» **Stored items**:
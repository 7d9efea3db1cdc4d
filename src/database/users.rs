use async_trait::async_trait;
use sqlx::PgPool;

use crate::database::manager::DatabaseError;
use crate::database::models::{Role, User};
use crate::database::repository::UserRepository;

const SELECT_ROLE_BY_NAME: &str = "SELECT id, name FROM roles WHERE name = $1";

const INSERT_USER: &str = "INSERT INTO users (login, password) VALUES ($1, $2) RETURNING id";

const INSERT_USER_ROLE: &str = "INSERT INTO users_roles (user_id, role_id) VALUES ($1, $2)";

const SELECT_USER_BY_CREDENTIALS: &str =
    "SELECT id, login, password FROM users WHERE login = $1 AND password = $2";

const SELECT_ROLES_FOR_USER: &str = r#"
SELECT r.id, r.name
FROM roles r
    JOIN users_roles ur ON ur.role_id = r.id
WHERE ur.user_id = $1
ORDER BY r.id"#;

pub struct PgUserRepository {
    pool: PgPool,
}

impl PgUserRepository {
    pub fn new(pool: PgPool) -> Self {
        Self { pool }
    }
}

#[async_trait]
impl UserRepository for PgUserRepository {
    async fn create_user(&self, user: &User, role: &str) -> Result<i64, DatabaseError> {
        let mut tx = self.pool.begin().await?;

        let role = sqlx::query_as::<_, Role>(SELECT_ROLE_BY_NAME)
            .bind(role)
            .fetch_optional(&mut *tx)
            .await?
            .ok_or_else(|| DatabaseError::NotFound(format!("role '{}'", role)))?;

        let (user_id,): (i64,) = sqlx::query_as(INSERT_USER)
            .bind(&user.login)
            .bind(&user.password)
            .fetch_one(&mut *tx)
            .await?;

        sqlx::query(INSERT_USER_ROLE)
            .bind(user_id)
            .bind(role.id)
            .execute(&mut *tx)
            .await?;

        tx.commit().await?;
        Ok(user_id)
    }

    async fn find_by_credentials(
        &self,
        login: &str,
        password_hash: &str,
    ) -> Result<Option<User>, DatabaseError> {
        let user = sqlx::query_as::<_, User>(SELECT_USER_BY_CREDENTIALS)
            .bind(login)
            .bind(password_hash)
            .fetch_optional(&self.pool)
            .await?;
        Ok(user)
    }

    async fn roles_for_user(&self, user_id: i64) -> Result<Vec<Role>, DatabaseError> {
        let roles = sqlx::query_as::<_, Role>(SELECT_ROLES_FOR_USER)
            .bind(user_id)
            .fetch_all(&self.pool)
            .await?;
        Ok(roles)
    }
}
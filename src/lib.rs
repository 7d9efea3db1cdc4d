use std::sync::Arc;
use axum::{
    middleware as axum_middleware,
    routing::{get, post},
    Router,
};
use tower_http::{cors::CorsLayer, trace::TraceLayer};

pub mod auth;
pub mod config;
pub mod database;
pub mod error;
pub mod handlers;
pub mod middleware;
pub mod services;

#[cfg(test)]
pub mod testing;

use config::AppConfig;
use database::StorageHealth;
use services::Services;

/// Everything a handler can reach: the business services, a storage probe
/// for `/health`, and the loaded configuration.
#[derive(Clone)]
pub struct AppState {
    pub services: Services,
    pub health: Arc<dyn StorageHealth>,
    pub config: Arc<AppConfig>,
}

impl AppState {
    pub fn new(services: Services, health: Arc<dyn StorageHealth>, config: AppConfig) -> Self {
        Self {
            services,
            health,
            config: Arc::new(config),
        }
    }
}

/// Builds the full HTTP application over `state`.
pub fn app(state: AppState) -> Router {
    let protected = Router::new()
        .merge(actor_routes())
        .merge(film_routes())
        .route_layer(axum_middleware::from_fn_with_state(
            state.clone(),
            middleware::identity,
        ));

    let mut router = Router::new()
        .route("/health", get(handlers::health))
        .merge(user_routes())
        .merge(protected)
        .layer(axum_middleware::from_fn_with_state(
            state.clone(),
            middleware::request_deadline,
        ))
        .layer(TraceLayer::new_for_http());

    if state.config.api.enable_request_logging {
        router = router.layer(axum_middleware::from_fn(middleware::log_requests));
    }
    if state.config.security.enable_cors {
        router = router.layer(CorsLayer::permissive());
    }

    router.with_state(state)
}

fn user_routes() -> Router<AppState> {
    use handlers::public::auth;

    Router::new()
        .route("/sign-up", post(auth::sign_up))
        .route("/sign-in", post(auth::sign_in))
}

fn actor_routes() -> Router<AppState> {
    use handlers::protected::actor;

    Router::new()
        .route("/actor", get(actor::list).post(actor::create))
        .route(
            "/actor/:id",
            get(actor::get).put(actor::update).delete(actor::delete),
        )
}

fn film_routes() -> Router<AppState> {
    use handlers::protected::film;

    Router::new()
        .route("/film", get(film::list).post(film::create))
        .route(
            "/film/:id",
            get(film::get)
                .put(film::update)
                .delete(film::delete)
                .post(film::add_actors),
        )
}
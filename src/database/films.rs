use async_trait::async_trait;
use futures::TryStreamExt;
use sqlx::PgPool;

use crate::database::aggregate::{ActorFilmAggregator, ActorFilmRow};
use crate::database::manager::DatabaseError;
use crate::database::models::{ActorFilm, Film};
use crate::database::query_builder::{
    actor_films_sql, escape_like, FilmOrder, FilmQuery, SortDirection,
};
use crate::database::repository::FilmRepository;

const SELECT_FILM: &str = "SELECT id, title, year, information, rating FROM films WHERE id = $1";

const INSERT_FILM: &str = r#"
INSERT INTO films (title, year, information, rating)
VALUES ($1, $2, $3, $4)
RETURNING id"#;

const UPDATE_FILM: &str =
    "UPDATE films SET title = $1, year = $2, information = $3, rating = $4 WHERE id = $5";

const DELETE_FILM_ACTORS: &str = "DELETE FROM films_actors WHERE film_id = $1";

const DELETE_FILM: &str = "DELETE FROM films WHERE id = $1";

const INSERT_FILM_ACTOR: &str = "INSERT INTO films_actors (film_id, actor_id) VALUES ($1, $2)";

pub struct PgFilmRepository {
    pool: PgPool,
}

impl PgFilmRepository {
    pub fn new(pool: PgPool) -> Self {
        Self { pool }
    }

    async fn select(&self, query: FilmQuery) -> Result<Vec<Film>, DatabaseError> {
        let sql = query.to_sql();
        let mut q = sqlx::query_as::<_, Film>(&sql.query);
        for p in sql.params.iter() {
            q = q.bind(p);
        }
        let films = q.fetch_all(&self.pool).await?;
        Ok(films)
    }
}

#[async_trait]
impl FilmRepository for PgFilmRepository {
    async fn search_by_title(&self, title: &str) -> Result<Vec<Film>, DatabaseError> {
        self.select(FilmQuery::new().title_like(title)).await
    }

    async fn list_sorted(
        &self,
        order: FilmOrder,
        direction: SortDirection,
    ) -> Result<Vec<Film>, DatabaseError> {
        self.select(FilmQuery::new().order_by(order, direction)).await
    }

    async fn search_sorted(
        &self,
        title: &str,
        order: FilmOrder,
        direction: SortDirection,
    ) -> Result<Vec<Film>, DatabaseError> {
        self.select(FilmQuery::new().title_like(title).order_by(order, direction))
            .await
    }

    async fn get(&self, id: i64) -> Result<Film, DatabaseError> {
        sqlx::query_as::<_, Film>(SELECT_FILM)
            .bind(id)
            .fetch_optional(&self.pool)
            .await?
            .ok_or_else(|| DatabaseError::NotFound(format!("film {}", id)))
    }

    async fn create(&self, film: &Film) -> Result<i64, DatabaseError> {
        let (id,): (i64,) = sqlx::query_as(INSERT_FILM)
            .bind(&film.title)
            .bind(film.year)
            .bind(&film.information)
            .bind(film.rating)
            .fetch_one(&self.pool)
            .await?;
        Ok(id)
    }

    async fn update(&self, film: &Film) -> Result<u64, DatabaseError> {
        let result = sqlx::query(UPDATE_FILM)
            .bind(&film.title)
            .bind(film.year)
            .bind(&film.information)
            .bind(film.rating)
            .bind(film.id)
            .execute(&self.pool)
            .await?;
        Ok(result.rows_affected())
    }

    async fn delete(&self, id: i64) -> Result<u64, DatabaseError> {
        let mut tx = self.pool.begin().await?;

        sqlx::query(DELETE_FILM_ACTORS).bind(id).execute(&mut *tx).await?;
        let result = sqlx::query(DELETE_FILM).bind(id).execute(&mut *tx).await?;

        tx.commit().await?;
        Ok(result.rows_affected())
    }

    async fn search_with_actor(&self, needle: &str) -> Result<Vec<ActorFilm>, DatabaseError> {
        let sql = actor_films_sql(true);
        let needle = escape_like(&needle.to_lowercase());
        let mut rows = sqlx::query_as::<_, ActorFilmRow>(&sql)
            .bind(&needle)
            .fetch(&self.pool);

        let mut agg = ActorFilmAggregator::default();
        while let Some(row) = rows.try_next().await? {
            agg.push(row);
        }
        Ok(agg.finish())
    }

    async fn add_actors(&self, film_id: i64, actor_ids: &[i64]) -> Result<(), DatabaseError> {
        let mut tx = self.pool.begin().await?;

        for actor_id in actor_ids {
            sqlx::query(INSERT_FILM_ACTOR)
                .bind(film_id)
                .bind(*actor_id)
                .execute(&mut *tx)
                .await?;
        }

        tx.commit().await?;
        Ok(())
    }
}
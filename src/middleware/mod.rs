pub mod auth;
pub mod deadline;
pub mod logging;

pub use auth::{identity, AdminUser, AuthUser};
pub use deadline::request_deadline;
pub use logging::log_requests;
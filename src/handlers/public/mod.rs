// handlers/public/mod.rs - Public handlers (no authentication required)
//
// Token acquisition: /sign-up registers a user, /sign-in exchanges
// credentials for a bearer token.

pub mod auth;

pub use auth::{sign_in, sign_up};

» **TASK PROMPT**:
Wherever the string "year" is found in the entries, copy the line it sits in.

» **TASK RESULT**:
const SELECT_FILM: &str = "SELECT id, title, year, information, rating FROM films WHERE id = $1";
INSERT INTO films (title, year, information, rating)
    "UPDATE films SET title = $1, year = $2, information = $3, rating = $4 WHERE id = $5";
            .bind(film.year)
            .bind(film.year)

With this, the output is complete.